Ancient alien evangelists have effectively proselytized the American public since Chariots of the Gods went viral nearly fifty years ago. This may sound like a joke, but more adults in the United States believe that the earth is being visited by extraterrestrials than believe in God as He’s revealed Himself in the Bible.

MUFON, the Mutual UFO Network, which calls itself “the world’s oldest and largest UFO phenomenon investigative body,” has gone all in with ancient aliens in recent years. The group now openly supports pseudoscientific and New Age interpretations of the UFO phenomenon instead of sticking to what can be supported by evidence. For example, the theme of MUFON’s 2017 national convention was “The Case for a Secret Space Program,” which was described by one critic as “blatantly unscientific and irrational.”
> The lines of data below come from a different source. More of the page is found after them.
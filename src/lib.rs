//! Spaced-repetition scheduling core for a mastery queue of practiced problems.
//!
//! [`compute_next_state`] turns a review score into the next schedule,
//! [`sort_due_for_display`] orders due items weakest first, and
//! [`build_session_queue`] draws a weighted random practice order.

pub mod error;
pub mod item;
pub mod policy;
pub mod practice;
pub mod scheduler;
pub mod service;
pub mod session;

pub use error::{PolicyError, ReviewError, SchedulerError, StoreError};
pub use item::{Difficulty, MasteryStatus, Pattern, ReviewableItem};
pub use policy::{SchedulerPolicy, SessionWeights};
pub use practice::{PracticeSession, ScoreTally};
pub use scheduler::{ReviewOutcome, ReviewState, Score, apply_review, compute_next_state};
pub use service::{ItemStore, MemoryStore, ReviewEvent, ReviewService};
pub use session::{build_session_queue, sort_due_for_display};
The conference featured among its speakers a man who claims he was recruited for “a ‘20 & Back’ assignment which involved age regression (via Pharmaceutical means) as well as time regressed to the point of beginning service.” In plain English, he claims he served for two decades in an off-planet research project, and then was sent back in time to a few minutes after he left and “age-regressed” so no one noticed that that he’s really twenty years older than he looks.
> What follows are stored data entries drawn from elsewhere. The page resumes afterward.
//! Orderings over a set of reviewable items.
//!
//! None of these functions mutate items; they only reorder what they are given.

use chrono::{DateTime, Utc};
use rand::Rng;

use crate::item::ReviewableItem;
use crate::policy::SessionWeights;

#[derive(Debug, Clone, Copy, PartialEq, Eq)]
pub struct QueueSummary {
    pub due: usize,
    pub total: usize,
}

pub fn filter_due(items: Vec<ReviewableItem>, now: DateTime<Utc>) -> Vec<ReviewableItem> {
    items.into_iter().filter(|item| item.is_due(now)).collect()
}

pub fn queue_summary(items: &[ReviewableItem], now: DateTime<Utc>) -> QueueSummary {
    QueueSummary {
        due: items.iter().filter(|item| item.is_due(now)).count(),
        total: items.len(),
    }
}

/// Weakest first: ascending by ease factor, then interval. Stable.
pub fn sort_due_for_display(mut items: Vec<ReviewableItem>) -> Vec<ReviewableItem> {
    items.sort_by(|a, b| {
        a.ease_factor
            .total_cmp(&b.ease_factor)
            .then(a.interval.cmp(&b.interval))
    });
    items
}

/// Case-insensitive title order for the full library listing.
pub fn sort_for_library(mut items: Vec<ReviewableItem>) -> Vec<ReviewableItem> {
    items.sort_by_cached_key(|item| item.title.to_lowercase());
    items
}

/// Selection weight: harder, fresher-interval and struggling items weigh more.
pub fn session_weight(item: &ReviewableItem, weights: &SessionWeights) -> f64 {
    let cap = weights.interval_cap_days;
    // Negative intervals only come from corrupt records; treat them as zero.
    let interval = item.interval.max(0).min(cap);
    let ease_part = (weights.max_ease - item.ease_factor) * weights.ease_weight;
    let interval_part = (f64::from(cap) - f64::from(interval)) * weights.interval_weight;
    let weight = ease_part + interval_part;
    if item.last_score <= weights.struggling_score {
        weight * weights.struggling_multiplier
    } else {
        weight
    }
}

/// Weighted random practice order using the default weights.
pub fn build_session_queue<R: Rng + ?Sized>(
    items: Vec<ReviewableItem>,
    rng: &mut R,
) -> Vec<ReviewableItem> {
    build_session_queue_with(items, &SessionWeights::default(), rng)
}

pub fn build_session_queue_thread_rng(items: Vec<ReviewableItem>) -> Vec<ReviewableItem> {
    build_session_queue(items, &mut rand::thread_rng())
}

/// Every item draws `u^(1/w)` with `u` uniform in [0, 1); sorting the keys
/// descending yields a weighted sample without replacement of the whole set.
pub fn build_session_queue_with<R: Rng + ?Sized>(
    items: Vec<ReviewableItem>,
    weights: &SessionWeights,
    rng: &mut R,
) -> Vec<ReviewableItem> {
    let mut keyed: Vec<(f64, ReviewableItem)> = items
        .into_iter()
        .map(|item| {
            let weight = session_weight(&item, weights).max(weights.min_weight);
            let u: f64 = rng.gen_range(0.0..1.0);
            (u.powf(1.0 / weight), item)
        })
        .collect();
    keyed.sort_by(|a, b| b.0.total_cmp(&a.0));
    tracing::debug!(items = keyed.len(), "built session queue");
    keyed.into_iter().map(|(_, item)| item).collect()
}

#[cfg(test)]
mod tests {
    use super::*;
    use crate::item::{Difficulty, Pattern};
    use chrono::{Duration, TimeZone};
    use rand::SeedableRng;
    use rand_pcg::Pcg64;
    use uuid::Uuid;

    fn now() -> DateTime<Utc> {
        Utc.with_ymd_and_hms(2025, 6, 10, 8, 0, 0).unwrap()
    }

    fn item(title: &str, ease_factor: f64, interval: i32, last_score: u8) -> ReviewableItem {
        let mut item = ReviewableItem::new(title, "", Pattern::Greedy, Difficulty::Medium, now());
        item.ease_factor = ease_factor;
        item.interval = interval;
        item.last_score = last_score;
        item
    }

    fn ids(items: &[ReviewableItem]) -> Vec<Uuid> {
        items.iter().map(|i| i.id).collect()
    }

    #[test]
    fn filter_due_drops_future_items() {
        let mut later = item("later", 2.5, 3, 4);
        later.next_review_at = now() + Duration::days(3);
        let due = item("due", 2.5, 1, 2);
        let result = filter_due(vec![later, due.clone()], now());
        assert_eq!(ids(&result), vec![due.id]);
    }

    #[test]
    fn summary_counts() {
        let mut later = item("later", 2.5, 3, 4);
        later.next_review_at = now() + Duration::hours(1);
        let items = vec![later, item("a", 2.5, 1, 0), item("b", 1.3, 1, 1)];
        assert_eq!(queue_summary(&items, now()), QueueSummary { due: 2, total: 3 });
    }

    #[test]
    fn display_sort_orders_by_ease_then_interval() {
        let a = item("a", 2.5, 3, 3);
        let b = item("b", 1.3, 10, 1);
        let c = item("c", 1.3, 2, 2);
        let d = item("d", 2.0, 1, 3);
        let sorted = sort_due_for_display(vec![a.clone(), b.clone(), c.clone(), d.clone()]);
        assert_eq!(ids(&sorted), vec![c.id, b.id, d.id, a.id]);
    }

    #[test]
    fn display_sort_is_stable_and_idempotent() {
        let first = item("first", 2.0, 5, 3);
        let second = item("second", 2.0, 5, 3);
        let third = item("third", 1.5, 5, 3);
        let once = sort_due_for_display(vec![first.clone(), second.clone(), third.clone()]);
        assert_eq!(ids(&once), vec![third.id, first.id, second.id]);
        let twice = sort_due_for_display(once.clone());
        assert_eq!(once, twice);
    }

    #[test]
    fn library_sort_ignores_case() {
        let sorted = sort_for_library(vec![
            item("word Ladder", 2.5, 1, 0),
            item("Alien Dictionary", 2.5, 1, 0),
            item("jump Game", 2.5, 1, 0),
        ]);
        let titles: Vec<&str> = sorted.iter().map(|i| i.title.as_str()).collect();
        assert_eq!(titles, vec!["Alien Dictionary", "jump Game", "word Ladder"]);
    }

    #[test]
    fn weight_formula() {
        let weights = SessionWeights::default();
        // (5 - 2.5) * 10 + (30 - 6) * 1
        assert!((session_weight(&item("x", 2.5, 6, 3), &weights) - 49.0).abs() < 1e-9);
        // struggling doubles
        assert!((session_weight(&item("x", 2.5, 6, 1), &weights) - 98.0).abs() < 1e-9);
        // never reviewed counts as struggling
        assert!((session_weight(&item("x", 2.5, 6, 0), &weights) - 98.0).abs() < 1e-9);
        // interval contribution is capped
        assert!((session_weight(&item("x", 4.0, 400, 5), &weights) - 10.0).abs() < 1e-9);
    }

    #[test]
    fn weight_may_go_negative_for_high_ease() {
        let weights = SessionWeights::default();
        assert!(session_weight(&item("x", 8.0, 60, 5), &weights) < 0.0);
    }

    #[test]
    fn empty_queue() {
        let mut rng = Pcg64::seed_from_u64(7);
        assert!(build_session_queue(Vec::new(), &mut rng).is_empty());
    }

    #[test]
    fn queue_is_a_permutation() {
        let mut rng = Pcg64::seed_from_u64(42);
        let items: Vec<_> = (0..25)
            .map(|i| item(&format!("p{i}"), 1.3 + f64::from(i) * 0.1, i, (i % 6) as u8))
            .collect();
        let queue = build_session_queue(items.clone(), &mut rng);
        assert_eq!(queue.len(), items.len());
        let mut expected = ids(&items);
        let mut got = ids(&queue);
        expected.sort();
        got.sort();
        assert_eq!(expected, got);
    }

    #[test]
    fn non_positive_weights_still_queued() {
        let mut rng = Pcg64::seed_from_u64(3);
        let items = vec![item("a", 9.0, 90, 5), item("b", 7.0, 45, 4)];
        let queue = build_session_queue(items.clone(), &mut rng);
        assert_eq!(queue.len(), 2);
    }

    #[test]
    fn corrupt_intervals_are_still_queued() {
        let weights = SessionWeights::default();
        let mut broken = item("broken", 2.5, 0, 3);
        broken.interval = i32::MIN;
        // weighted like a zero-day interval: (5 - 2.5) * 10 + 30
        assert!((session_weight(&broken, &weights) - 55.0).abs() < 1e-9);

        let mut rng = Pcg64::seed_from_u64(1);
        let items = vec![broken.clone(), item("fine", 2.0, 4, 2)];
        let queue = build_session_queue(items.clone(), &mut rng);
        let mut expected = ids(&items);
        let mut got = ids(&queue);
        expected.sort();
        got.sort();
        assert_eq!(expected, got);
    }

    #[test]
    fn repeated_builds_vary_order() {
        let mut rng = Pcg64::seed_from_u64(1234);
        let items: Vec<_> = (0..10)
            .map(|i| item(&format!("p{i}"), 2.5, 5, 3))
            .collect();
        let first = ids(&build_session_queue(items.clone(), &mut rng));
        let differs = (0..20).any(|_| ids(&build_session_queue(items.clone(), &mut rng)) != first);
        assert!(differs);
    }

    #[test]
    fn weak_items_tend_to_come_first() {
        let mut rng = Pcg64::seed_from_u64(99);
        // weight 132 against weight 20
        let weak = item("weak", 1.3, 1, 1);
        let strong = item("strong", 3.0, 30, 5);
        let trials = 2000;
        let mut weak_first = 0;
        for _ in 0..trials {
            let queue = build_session_queue(vec![strong.clone(), weak.clone()], &mut rng);
            if queue[0].id == weak.id {
                weak_first += 1;
            }
        }
        assert!(weak_first > trials * 7 / 10, "weak first {weak_first}/{trials}");
    }

    #[test]
    fn seeded_rng_is_reproducible() {
        let items: Vec<_> = (0..8)
            .map(|i| item(&format!("p{i}"), 2.0, i, 3))
            .collect();
        let a = build_session_queue(items.clone(), &mut Pcg64::seed_from_u64(5));
        let b = build_session_queue(items, &mut Pcg64::seed_from_u64(5));
        assert_eq!(ids(&a), ids(&b));
    }
}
Another speaker claimed he was pre-identified as a future president of the United States in a CIA/DARPA program called Project Pegasus, which purportedly gathered intel on past and future events, such as the identities of future presidents. He also claimed Barack Obama was his roommate in 1980 in a CIA project called Mars Jump Room, a teleportation program that sent trainees to a secret base on the red planet.

 

You know, it sounds really bizarre when we step back and summarize things but there is no way to make this sound rational. The horror fiction of H. P. Lovecraft, which was inspired by the spirits behind 19th century occultists like Helena Blavatsky (and possibly the same spirit that communicated with Aleister Crowley), was filtered through the French science-fiction scene in the 1960s, adapted by a Swiss hotel manager named von Däniken, and recycled back to the United States at the time of the first moon landings, where it’s grown into a scientistic religion that replaces God with aliens.

Wow.

To paraphrase our friend, Christian researcher and author L. A. Marzulli: Now fifty years on from the publication of Chariots of the Gods, the ancient alien meme is real, burgeoning, and not going away.

And the old gods are using it to set the stage for their return.